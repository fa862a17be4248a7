//! Interactive Connection Bootstrap
//!
//! Terminal implementation of the supervisor's fallback collaborator:
//! when the configured backend is unreachable and discovery found
//! nothing, ask the operator for an address, offer a network scan, or
//! retry the configured URL on an empty line.

use std::io::Write;

use async_trait::async_trait;

use forge_core::backend::discovery::{self, DiscoveryConfig};
use forge_core::EndpointFallback;

/// Prompts on the controlling terminal for a backend address.
pub struct TerminalFallback {
    discovery: DiscoveryConfig,
    http: reqwest::Client,
}

impl TerminalFallback {
    /// Create a prompt that can also run subnet scans on demand.
    pub fn new(discovery: DiscoveryConfig) -> Self {
        Self {
            discovery,
            http: reqwest::Client::new(),
        }
    }
}

#[async_trait]
impl EndpointFallback for TerminalFallback {
    async fn request_endpoint(&self, current: &str) -> Option<String> {
        eprintln!("\nUnable to reach the backend at {current}.");
        eprintln!("You can update the address here, or press Enter to retry the current one.");

        loop {
            let Some(input) = prompt_line(
                "Enter a backend host/IP (e.g. 192.168.1.50:11434), type 'scan' to search your network, or press Enter to retry: ",
            )
            .await
            else {
                // EOF: the operator is done with us
                return None;
            };
            let input = input.trim().to_string();

            if input.eq_ignore_ascii_case("scan") {
                match discovery::discover(&self.http, &self.discovery).await {
                    Some(found) => {
                        eprintln!("Discovered a backend at {}", found.base_url);
                        return Some(found.base_url);
                    }
                    None => {
                        eprintln!(
                            "No backend found during the network scan. Try again or enter an address manually."
                        );
                        continue;
                    }
                }
            }

            if input.is_empty() {
                // Retry the currently configured address once more
                return Some(current.to_string());
            }

            return Some(input);
        }
    }
}

/// Read one line from stdin without blocking the runtime.
async fn prompt_line(message: &str) -> Option<String> {
    let message = message.to_string();
    tokio::task::spawn_blocking(move || {
        eprint!("{message}");
        let _ = std::io::stderr().flush();
        let mut line = String::new();
        match std::io::stdin().read_line(&mut line) {
            Ok(0) | Err(_) => None,
            Ok(_) => Some(line),
        }
    })
    .await
    .ok()
    .flatten()
}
---------------
## [WHAT IS REQUIRED]
The lines to copy run from the first line of the entries to the line containing "let input = input.trim().to_string();"; copy them exactly and output nothing else.

## [PROBLEM SOLUTION]
repository fa862a17be4248a7
//! Interactive Connection Bootstrap
//!
//! Terminal implementation of the supervisor's fallback collaborator:
//! when the configured backend is unreachable and discovery found
//! nothing, ask the operator for an address, offer a network scan, or
//! retry the configured URL on an empty line.

use std::io::Write;

use async_trait::async_trait;

use forge_core::backend::discovery::{self, DiscoveryConfig};
use forge_core::EndpointFallback;

/// Prompts on the controlling terminal for a backend address.
pub struct TerminalFallback {
    discovery: DiscoveryConfig,
    http: reqwest::Client,
}

impl TerminalFallback {
    /// Create a prompt that can also run subnet scans on demand.
    pub fn new(discovery: DiscoveryConfig) -> Self {
        Self {
            discovery,
            http: reqwest::Client::new(),
        }
    }
}

#[async_trait]
impl EndpointFallback for TerminalFallback {
    async fn request_endpoint(&self, current: &str) -> Option<String> {
        eprintln!("\nUnable to reach the backend at {current}.");
        eprintln!("You can update the address here, or press Enter to retry the current one.");

        loop {
            let Some(input) = prompt_line(
                "Enter a backend host/IP (e.g. 192.168.1.50:11434), type 'scan' to search your network, or press Enter to retry: ",
            )
            .await
            else {
                // EOF: the operator is done with us
                return None;
            };
            let input = input.trim().to_string();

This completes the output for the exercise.